RE: Rsync: Re: patch to enable faster mirroring of large filesyst ems

2001-11-29 Thread Keating, Tim

I was at first, but then removed it. The results were still insufficiently
fast.

 Were you using the -c option of rsync?  It sounds like you 
 were and it's
 extremely slow.  I knew somebody who once went to 
 extraordinary lengths to
 avoid the overhead of -c, making a big patch to rsync to 
 cache checksums,
 when all he had to do was not use -c.




Re: Rsync: Re: patch to enable faster mirroring of large filesyst ems

2001-11-29 Thread Dave Dykstra

On Thu, Nov 29, 2001 at 12:59:00PM -0600, Keating, Tim wrote:
 I was at first, but then removed it. The results were still insufficiently
 fast.
 
  Were you using the -c option of rsync?  It sounds like you 
  were and it's
  extremely slow.  I knew somebody who once went to 
  extraordinary lengths to
  avoid the overhead of -c, making a big patch to rsync to 
  cache checksums,
  when all he had to do was not use -c.

23 minutes to check 3200 files is definitely unexpected.  What options did
you end up using?  Normally rsync will only check the modification
timestamps and the sizes of the files on both sides (that is, only a
stat()) and if they match it will not do anything else.

- Dave Dykstra




Re: Rsync: Re: patch to enable faster mirroring of large filesyst ems

2001-11-29 Thread Alberto Accomazzi


It seems to me the new options --read-batch and --write-batch should go 
a long way towards reducing any time spent in creation of checksums and
file lists, so you should definitely give 2.4.7pre4 a try.  This is just
a guess since I haven't actually used those options myself, but seems
worth looking into.

BTW, could we please have some real documentation about these options?  What's
in the man page doesn't come nearly close to telling what is cached and
how to make use of it.  Some examples of how people are using this option
may be illuminating for those of us who don't have the time or inclination 
to figure it out from the code.


-- Alberto


In message [EMAIL PROTECTED],
 Keating, Tim writes:

 I was at first, but then removed it. The results were still insufficiently
 fast.
 
  Were you using the -c option of rsync?  It sounds like you 
  were and it's
  extremely slow.  I knew somebody who once went to 
  extraordinary lengths to
  avoid the overhead of -c, making a big patch to rsync to 
  cache checksums,
  when all he had to do was not use -c.
 




Alberto Accomazzi  mailto:[EMAIL PROTECTED]
NASA Astrophysics Data System  http://adsabs.harvard.edu
Harvard-Smithsonian Center for Astrophysicshttp://cfawww.harvard.edu
60 Garden Street, MS 83, Cambridge, MA 02138 USA   





RE: Rsync: Re: patch to enable faster mirroring of large filesyst ems

2001-11-29 Thread David Bolen

Keating, Tim [[EMAIL PROTECTED]] writes:

  - If there's a mismatch, the client sends over the entire .checksum
 file.  The server does the compare and sends back a list of files to
 delete and a list of files to update. (And now I think of it, it
 would probably be better if the server just sent the client back the
 list of files and let the client figure out what it needed, since
 this would distribute the work better.)

Whenever caching checksums comes up I'm always curious - how do you
figure out if your checksum cache is still valid (e.g., properly
associated with its file) without re-checksumming the files?
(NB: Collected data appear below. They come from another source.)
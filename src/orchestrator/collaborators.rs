//! External collaborators: generation, build, and validation run
//!
//! These steps are outside the lifecycle core. The core only depends on the
//! traits; the `Command*` types drive them through external processes.

use super::process::ProcessRunner;
use crate::models::{CommandsConfig, GenerationProvenance};
use anyhow::{bail, Context, Result};
use async_trait::async_trait;
use std::collections::{BTreeMap, HashMap};
use std::path::{Path, PathBuf};

/// Everything a generator needs to produce a new artifact source tree
#[derive(Debug, Clone)]
pub struct GenerationRequest {
    pub codebase: String,
    /// Target codebase the artifact will document
    pub target_path: PathBuf,
    /// Empty directory to generate into
    pub output_dir: PathBuf,
    /// Why regeneration was triggered
    pub reasons: Vec<String>,
    /// Reviewer parameter overrides
    pub parameters: BTreeMap<String, String>,
    /// Version being replaced, if any
    pub base_version: Option<u32>,
}

#[derive(Debug, Clone)]
pub struct GeneratedArtifact {
    pub source_tree: PathBuf,
    pub provenance: GenerationProvenance,
}

#[derive(Debug, Clone, PartialEq)]
pub enum BuildOutcome {
    Built { executable: PathBuf },
    Failed { output: String },
}

#[derive(Debug, Clone, PartialEq)]
pub struct RunOutcome {
    pub success: bool,
    pub output: String,
}

#[async_trait]
pub trait ArtifactGenerator: Send + Sync {
    async fn generate(&self, request: &GenerationRequest) -> Result<GeneratedArtifact>;
}

/// Source tree → executable path or build failure
#[async_trait]
pub trait ArtifactBuilder: Send + Sync {
    async fn build(&self, source_tree: &Path) -> Result<BuildOutcome>;
}

/// Executable + target path → success/failure plus captured output
#[async_trait]
pub trait ArtifactRunner: Send + Sync {
    async fn run(&self, executable: &Path, target: &Path) -> Result<RunOutcome>;
}

// =============================================================================
// Command-backed implementations
// =============================================================================

/// Generator that pipes a short brief to an external code-generation CLI
pub struct CommandGenerator {
    command: Vec<String>,
    runner: ProcessRunner,
}

impl CommandGenerator {
    pub fn new(config: &CommandsConfig, show_progress: bool) -> Self {
        Self {
            command: config.generate.clone(),
            runner: ProcessRunner::new(show_progress),
        }
    }

    fn brief(request: &GenerationRequest) -> String {
        let mut brief = format!(
            "Regenerate the documentation tool for codebase '{}' at {}.\n",
            request.codebase,
            request.target_path.display()
        );
        if let Some(base) = request.base_version {
            brief.push_str(&format!("It replaces version {}.\n", base));
        }
        brief.push_str("Triggers:\n");
        for reason in &request.reasons {
            brief.push_str(&format!("- {}\n", reason));
        }
        if !request.parameters.is_empty() {
            brief.push_str("Parameters:\n");
            for (key, value) in &request.parameters {
                brief.push_str(&format!("- {} = {}\n", key, value));
            }
        }
        brief.push_str(&format!(
            "Write the complete source tree into {}.\n",
            request.output_dir.display()
        ));
        brief
    }
}

#[async_trait]
impl ArtifactGenerator for CommandGenerator {
    async fn generate(&self, request: &GenerationRequest) -> Result<GeneratedArtifact> {
        let (program, args) = self
            .command
            .split_first()
            .context("commands.generate is empty")?;

        let mut env = HashMap::new();
        env.insert(
            "EVOLVD_OUTPUT_DIR".to_string(),
            request.output_dir.display().to_string(),
        );
        env.insert(
            "EVOLVD_TARGET".to_string(),
            request.target_path.display().to_string(),
        );
        for (key, value) in &request.parameters {
            env.insert(format!("EVOLVD_PARAM_{}", key.to_uppercase()), value.clone());
        }

        let output = self
            .runner
            .run(program, args, &request.output_dir, &env, Some(&Self::brief(request)))
            .await?;

        if !output.success {
            bail!(
                "Generator '{}' failed with exit code {:?}\n{}",
                program,
                output.exit_code,
                output.tail(20)
            );
        }

        let model = request
            .parameters
            .get("model")
            .cloned()
            .unwrap_or_else(|| program.clone());

        Ok(GeneratedArtifact {
            source_tree: request.output_dir.clone(),
            provenance: GenerationProvenance {
                model: Some(model),
                cost_usd: None,
            },
        })
    }
}

/// Builder running the configured build command inside the source tree
pub struct CommandBuilder {
    command: Vec<String>,
    binary: Option<PathBuf>,
    runner: ProcessRunner,
}

impl CommandBuilder {
    pub fn new(config: &CommandsConfig, show_progress: bool) -> Self {
        Self {
            command: config.build.clone(),
            binary: config.binary.clone(),
            runner: ProcessRunner::new(show_progress),
        }
    }
}

#[async_trait]
impl ArtifactBuilder for CommandBuilder {
    async fn build(&self, source_tree: &Path) -> Result<BuildOutcome> {
        let (program, args) = self
            .command
            .split_first()
            .context("commands.build is empty")?;
        let binary = self
            .binary
            .as_ref()
            .context("commands.binary must name the built executable")?;

        let output = self
            .runner
            .run(program, args, source_tree, &HashMap::new(), None)
            .await?;

        if !output.success {
            return Ok(BuildOutcome::Failed {
                output: output.tail(40),
            });
        }

        let executable = source_tree.join(binary);
        if !executable.is_file() {
            return Ok(BuildOutcome::Failed {
                output: format!(
                    "build succeeded but {} was not produced",
                    executable.display()
                ),
            });
        }

        Ok(BuildOutcome::Built { executable })
    }
}

/// Runner invoking the built executable against the target codebase
pub struct BinaryRunner {
    args: Vec<String>,
    runner: ProcessRunner,
}

impl BinaryRunner {
    pub fn new(config: &CommandsConfig, show_progress: bool) -> Self {
        Self {
            args: config.run_args.clone(),
            runner: ProcessRunner::new(show_progress),
        }
    }
}

#[async_trait]
impl ArtifactRunner for BinaryRunner {
    async fn run(&self, executable: &Path, target: &Path) -> Result<RunOutcome> {
        let mut args = self.args.clone();
        args.push(target.display().to_string());

        let program = executable.to_string_lossy();
        let output = self
            .runner
            .run(&program, &args, target, &HashMap::new(), None)
            .await?;

        Ok(RunOutcome {
            success: output.success,
            output: output.tail(40),
        })
    }
}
Are you just trusting size/timestamp?  I know in my case I've got
database files that don't change timestamp/size and yet have different
contents.  Thus I'd always have to do full checksums so I'm not sure
what a cache would buy.

-- David

/---\
 \   David Bolen\   E-mail: [EMAIL PROTECTED]  /
  | FitLinxx, Inc.\  Phone: (203) 708-5192|
 /  860 Canal Street, Stamford, CT  06902   \  Fax: (203) 316-5150 \
\---/




RE: Rsync: Re: patch to enable faster mirroring of large filesyst ems

2001-11-29 Thread Keating, Tim

In my particular case, it is reasonable to assume that the size and
timestamp will change when the file is updated. (We are looking at it as a
patching mechanism.)

Right now it's actually using update time only, I should modify it to check
the file size as well.

Is there a way you could query your database to tell you which extents have
data that has been modified within a certain timeframe?

 -Original Message-
 From: David Bolen [mailto:[EMAIL PROTECTED]]
 Sent: Thursday, November 29, 2001 2:12 PM
 To: 'Keating, Tim'
 Cc: [EMAIL PROTECTED]
 Subject: RE: Rsync: Re: patch to enable faster mirroring of large
 filesyst ems 
 
 
 Keating, Tim [[EMAIL PROTECTED]] writes:
 
   - If there's a mismatch, the client sends over the entire .checksum
  file.  The server does the compare and sends back a list of files to
  delete and a list of files to update. (And now I think of it, it
  would probably be better if the server just sent the client back the
  list of files and let the client figure out what it needed, since
  this would distribute the work better.)
 
 Whenever caching checksums comes up I'm always curious - how do you
 figure out if your checksum cache is still valid (e.g., properly
 associated with its file) without re-checksumming the files?
 
 Are you just trusting size/timestamp?  I know in my case I've got
 database files that don't change timestamp/size and yet have different
 contents.  Thus I'd always have to do full checksums so I'm not sure
 what a cache would buy.
 
 -- David
 
 /-
 --\
  \   David Bolen\   E-mail: 
 [EMAIL PROTECTED]  /
   | FitLinxx, Inc.\  Phone: (203) 
 708-5192|
  /  860 Canal Street, Stamford, CT  06902   \  Fax: (203) 
 316-5150 \
 \-
 --/
 




RE: Rsync: Re: patch to enable faster mirroring of large filesyst ems

2001-11-29 Thread David Bolen

Keating, Tim [[EMAIL PROTECTED]] writes:

 Is there a way you could query your database to tell you which
 extents have data that has been modified within a certain timeframe?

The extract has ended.